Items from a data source
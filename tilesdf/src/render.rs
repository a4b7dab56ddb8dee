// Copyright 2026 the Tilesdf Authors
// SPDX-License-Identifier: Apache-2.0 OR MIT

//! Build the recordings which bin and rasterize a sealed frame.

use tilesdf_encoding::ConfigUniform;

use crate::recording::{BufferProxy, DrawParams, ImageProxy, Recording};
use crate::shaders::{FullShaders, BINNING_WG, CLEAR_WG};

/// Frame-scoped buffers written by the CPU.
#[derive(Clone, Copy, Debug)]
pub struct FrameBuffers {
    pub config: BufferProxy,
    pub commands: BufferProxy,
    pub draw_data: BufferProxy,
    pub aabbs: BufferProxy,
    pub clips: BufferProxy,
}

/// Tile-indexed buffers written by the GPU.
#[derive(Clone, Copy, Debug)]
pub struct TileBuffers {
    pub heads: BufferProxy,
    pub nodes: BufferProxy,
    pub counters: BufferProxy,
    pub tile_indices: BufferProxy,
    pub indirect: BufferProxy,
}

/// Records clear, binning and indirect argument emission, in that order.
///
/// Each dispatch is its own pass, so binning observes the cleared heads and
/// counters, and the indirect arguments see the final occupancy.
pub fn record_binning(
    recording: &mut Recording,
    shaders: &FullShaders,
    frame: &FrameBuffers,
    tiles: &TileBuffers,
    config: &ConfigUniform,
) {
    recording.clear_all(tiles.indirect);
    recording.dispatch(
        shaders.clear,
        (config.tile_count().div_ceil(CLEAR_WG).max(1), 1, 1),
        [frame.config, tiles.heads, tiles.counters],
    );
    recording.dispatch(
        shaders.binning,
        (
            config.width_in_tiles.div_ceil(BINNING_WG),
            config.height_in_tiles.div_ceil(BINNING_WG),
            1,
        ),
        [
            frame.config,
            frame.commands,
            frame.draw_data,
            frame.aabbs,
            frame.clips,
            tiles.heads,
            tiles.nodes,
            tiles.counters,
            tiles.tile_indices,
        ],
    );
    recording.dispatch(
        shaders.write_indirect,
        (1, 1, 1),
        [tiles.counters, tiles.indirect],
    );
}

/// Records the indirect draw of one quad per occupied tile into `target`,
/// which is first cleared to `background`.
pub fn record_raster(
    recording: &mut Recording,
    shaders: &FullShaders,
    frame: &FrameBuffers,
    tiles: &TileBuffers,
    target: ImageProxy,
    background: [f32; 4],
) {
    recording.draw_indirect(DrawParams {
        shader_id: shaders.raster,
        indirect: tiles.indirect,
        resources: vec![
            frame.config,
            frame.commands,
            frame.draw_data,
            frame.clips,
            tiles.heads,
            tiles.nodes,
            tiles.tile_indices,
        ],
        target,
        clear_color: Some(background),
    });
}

...

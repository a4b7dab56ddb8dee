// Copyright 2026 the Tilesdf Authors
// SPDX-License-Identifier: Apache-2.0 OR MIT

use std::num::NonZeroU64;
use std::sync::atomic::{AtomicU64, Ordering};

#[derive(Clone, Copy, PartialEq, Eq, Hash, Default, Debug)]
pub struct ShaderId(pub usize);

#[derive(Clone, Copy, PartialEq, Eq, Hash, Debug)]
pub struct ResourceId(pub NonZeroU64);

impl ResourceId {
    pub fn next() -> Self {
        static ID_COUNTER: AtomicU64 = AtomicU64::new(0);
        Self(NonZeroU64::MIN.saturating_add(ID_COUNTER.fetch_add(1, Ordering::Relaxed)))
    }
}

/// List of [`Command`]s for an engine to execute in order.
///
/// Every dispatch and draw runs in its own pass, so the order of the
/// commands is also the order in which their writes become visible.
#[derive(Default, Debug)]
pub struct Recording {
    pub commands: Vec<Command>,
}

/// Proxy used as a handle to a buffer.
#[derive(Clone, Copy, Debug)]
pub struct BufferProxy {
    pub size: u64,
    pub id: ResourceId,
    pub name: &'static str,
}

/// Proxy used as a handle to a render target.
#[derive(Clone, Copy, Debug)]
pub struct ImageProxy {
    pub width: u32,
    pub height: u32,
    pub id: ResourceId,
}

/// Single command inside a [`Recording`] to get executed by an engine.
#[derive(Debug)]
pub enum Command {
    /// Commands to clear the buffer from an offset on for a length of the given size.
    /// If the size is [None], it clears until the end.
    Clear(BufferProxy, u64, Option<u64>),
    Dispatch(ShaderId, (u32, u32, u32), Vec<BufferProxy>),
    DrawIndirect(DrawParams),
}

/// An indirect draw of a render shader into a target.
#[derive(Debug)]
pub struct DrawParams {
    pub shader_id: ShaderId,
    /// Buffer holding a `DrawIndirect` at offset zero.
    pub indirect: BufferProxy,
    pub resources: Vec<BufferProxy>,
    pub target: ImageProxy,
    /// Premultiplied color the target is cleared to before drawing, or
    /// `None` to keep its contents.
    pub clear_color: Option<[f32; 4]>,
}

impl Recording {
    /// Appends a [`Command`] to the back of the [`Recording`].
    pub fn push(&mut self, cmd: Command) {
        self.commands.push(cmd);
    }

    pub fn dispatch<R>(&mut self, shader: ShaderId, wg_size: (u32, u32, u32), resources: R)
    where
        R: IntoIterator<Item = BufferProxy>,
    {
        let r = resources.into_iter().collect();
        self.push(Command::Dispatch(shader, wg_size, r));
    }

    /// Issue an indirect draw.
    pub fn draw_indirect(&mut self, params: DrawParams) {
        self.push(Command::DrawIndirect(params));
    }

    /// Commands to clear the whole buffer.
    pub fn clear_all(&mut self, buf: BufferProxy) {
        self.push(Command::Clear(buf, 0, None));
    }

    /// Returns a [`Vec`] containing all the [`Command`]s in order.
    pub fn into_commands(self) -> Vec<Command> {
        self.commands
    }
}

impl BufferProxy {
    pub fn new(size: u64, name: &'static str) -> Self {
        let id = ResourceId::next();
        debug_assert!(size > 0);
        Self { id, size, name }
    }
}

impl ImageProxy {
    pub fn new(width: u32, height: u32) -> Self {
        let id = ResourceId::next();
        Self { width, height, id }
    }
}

--

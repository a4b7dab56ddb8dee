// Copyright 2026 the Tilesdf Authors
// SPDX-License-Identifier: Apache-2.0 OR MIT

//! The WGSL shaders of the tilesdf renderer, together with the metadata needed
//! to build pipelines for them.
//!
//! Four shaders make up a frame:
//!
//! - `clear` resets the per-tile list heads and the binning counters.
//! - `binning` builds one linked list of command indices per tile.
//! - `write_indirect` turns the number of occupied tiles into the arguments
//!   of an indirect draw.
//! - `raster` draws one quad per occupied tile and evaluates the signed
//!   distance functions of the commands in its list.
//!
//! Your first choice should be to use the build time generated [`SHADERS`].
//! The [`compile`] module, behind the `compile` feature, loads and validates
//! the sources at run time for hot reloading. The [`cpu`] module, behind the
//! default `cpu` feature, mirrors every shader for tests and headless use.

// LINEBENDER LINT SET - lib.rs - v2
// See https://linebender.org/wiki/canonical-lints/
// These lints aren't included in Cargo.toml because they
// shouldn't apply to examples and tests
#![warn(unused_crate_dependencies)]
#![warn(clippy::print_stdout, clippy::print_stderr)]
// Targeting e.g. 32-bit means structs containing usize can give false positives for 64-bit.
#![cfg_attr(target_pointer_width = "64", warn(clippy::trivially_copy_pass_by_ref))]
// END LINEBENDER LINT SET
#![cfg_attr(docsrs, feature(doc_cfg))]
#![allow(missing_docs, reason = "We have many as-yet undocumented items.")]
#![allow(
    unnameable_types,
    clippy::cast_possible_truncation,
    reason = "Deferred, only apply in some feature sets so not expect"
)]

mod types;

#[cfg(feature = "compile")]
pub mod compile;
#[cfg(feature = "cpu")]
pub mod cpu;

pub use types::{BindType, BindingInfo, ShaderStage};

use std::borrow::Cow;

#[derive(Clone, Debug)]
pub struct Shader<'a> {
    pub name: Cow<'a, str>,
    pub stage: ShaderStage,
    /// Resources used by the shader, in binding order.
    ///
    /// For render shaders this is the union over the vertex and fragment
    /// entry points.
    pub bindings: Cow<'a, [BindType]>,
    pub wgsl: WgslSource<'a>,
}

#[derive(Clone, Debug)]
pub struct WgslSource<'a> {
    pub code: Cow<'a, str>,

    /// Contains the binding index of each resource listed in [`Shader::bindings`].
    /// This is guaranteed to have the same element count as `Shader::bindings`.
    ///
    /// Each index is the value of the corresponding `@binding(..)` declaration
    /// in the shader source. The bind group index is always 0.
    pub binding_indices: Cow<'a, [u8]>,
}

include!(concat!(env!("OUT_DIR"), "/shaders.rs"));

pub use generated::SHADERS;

| Task instructions |
Search the data above for the string "feature". Report every line where it is found.

| Output for this task |
//! The [`compile`] module, behind the `compile` feature, loads and validates
//! default `cpu` feature, mirrors every shader for tests and headless use.
#![cfg_attr(docsrs, feature(doc_cfg))]
    reason = "Deferred, only apply in some feature sets so not expect"
#[cfg(feature = "compile")]
#[cfg(feature = "cpu")]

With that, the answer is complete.